• _Exercise details_: Pick out all lines in the listing holding the string "InvalidGeohash" and copy them.

BEGIN

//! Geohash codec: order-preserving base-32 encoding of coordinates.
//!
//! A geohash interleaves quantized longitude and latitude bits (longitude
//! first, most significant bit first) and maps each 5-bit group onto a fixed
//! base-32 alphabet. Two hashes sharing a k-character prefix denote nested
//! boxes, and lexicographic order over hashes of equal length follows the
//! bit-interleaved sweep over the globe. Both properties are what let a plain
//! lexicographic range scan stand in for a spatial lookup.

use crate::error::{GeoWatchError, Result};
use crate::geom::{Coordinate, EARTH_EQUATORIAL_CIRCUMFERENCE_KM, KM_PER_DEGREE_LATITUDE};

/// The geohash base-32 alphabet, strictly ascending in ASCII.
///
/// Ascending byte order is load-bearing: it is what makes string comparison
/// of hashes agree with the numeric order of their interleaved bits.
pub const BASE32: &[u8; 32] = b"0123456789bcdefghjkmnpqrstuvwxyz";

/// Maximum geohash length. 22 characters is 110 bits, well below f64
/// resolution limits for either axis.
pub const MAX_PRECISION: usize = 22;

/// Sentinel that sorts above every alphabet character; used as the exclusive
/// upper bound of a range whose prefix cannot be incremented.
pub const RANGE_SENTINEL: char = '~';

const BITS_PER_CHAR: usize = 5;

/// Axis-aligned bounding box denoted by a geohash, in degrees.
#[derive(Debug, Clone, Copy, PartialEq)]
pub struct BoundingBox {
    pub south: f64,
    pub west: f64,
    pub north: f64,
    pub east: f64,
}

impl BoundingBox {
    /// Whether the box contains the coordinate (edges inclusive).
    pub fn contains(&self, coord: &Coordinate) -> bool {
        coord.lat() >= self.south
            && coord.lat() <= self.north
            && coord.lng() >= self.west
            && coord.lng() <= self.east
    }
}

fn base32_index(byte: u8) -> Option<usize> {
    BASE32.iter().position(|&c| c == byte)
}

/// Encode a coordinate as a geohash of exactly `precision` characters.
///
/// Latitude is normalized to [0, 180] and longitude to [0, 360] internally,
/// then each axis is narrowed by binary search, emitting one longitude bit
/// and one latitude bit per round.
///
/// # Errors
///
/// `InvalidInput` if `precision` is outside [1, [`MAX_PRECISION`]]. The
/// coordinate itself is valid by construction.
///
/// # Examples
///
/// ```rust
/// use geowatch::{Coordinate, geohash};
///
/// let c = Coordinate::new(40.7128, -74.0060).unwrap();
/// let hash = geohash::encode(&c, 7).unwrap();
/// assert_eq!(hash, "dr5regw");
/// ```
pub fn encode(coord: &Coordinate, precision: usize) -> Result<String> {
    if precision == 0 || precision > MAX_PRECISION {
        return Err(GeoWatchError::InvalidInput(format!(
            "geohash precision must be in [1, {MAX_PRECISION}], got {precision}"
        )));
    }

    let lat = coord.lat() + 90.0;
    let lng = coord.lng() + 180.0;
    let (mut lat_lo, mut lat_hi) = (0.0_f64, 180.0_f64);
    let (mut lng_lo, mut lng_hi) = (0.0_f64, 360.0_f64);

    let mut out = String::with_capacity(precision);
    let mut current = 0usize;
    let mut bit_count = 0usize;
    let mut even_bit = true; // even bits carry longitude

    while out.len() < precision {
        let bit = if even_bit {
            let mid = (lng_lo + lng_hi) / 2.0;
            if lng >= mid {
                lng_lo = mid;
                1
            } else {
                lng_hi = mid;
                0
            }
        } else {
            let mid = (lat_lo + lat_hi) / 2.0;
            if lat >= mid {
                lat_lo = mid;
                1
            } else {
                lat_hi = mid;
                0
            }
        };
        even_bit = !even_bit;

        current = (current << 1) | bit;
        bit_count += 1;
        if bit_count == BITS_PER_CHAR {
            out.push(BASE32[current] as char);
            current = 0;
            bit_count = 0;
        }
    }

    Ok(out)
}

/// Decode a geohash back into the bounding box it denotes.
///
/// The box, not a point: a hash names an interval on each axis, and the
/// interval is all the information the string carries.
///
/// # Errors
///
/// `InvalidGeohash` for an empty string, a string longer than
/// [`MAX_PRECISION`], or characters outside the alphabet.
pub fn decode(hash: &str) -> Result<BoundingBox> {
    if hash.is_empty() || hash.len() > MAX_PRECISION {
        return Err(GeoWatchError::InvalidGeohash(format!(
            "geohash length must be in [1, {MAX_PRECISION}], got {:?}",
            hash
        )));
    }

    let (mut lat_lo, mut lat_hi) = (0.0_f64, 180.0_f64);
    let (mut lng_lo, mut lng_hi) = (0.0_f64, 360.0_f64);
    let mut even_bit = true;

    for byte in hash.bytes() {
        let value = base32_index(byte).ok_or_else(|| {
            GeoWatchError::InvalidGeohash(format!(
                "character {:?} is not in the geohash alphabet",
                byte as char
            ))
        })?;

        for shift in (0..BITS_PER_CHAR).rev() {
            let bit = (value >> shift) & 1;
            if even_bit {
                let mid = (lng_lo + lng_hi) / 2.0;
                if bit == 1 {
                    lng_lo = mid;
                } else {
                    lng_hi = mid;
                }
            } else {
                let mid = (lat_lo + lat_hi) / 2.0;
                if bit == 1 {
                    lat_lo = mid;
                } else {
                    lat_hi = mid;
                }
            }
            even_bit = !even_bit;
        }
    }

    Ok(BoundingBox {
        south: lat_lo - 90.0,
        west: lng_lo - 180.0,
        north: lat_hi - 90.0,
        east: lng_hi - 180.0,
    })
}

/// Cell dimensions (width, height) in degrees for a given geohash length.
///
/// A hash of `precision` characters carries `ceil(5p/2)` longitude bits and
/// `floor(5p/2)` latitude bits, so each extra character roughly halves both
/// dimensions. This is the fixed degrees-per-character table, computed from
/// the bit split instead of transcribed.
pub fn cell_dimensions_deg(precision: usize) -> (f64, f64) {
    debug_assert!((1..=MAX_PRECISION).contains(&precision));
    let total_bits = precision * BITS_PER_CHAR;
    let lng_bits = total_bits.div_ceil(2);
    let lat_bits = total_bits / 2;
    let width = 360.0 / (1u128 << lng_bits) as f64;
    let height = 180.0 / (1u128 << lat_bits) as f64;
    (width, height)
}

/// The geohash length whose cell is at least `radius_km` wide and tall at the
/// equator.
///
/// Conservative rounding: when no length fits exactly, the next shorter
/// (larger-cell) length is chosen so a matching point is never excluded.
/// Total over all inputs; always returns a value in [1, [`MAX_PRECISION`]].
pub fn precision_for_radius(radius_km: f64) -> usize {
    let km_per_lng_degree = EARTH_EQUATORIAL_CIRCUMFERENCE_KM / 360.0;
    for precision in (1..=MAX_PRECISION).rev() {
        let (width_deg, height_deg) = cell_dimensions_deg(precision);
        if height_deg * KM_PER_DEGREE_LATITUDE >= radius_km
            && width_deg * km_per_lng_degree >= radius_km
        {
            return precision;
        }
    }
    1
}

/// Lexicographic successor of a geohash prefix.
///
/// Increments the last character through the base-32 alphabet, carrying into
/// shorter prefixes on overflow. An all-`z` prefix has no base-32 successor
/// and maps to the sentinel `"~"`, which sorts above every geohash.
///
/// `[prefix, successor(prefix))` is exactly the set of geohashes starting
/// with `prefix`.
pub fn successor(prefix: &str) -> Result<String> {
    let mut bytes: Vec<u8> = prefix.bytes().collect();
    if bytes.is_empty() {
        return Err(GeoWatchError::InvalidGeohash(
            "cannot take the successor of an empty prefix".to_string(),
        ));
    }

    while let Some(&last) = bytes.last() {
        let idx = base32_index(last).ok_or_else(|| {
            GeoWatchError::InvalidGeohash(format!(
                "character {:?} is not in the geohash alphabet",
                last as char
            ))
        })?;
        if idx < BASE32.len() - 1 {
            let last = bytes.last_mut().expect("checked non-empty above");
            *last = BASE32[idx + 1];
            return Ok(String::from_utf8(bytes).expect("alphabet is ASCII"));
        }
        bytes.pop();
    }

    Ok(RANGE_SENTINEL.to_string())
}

END

• _Result of this exercise_:
/// `InvalidGeohash` for an empty string, a string longer than
        return Err(GeoWatchError::InvalidGeohash(format!(
            GeoWatchError::InvalidGeohash(format!(
        return Err(GeoWatchError::InvalidGeohash(
            GeoWatchError::InvalidGeohash(format!(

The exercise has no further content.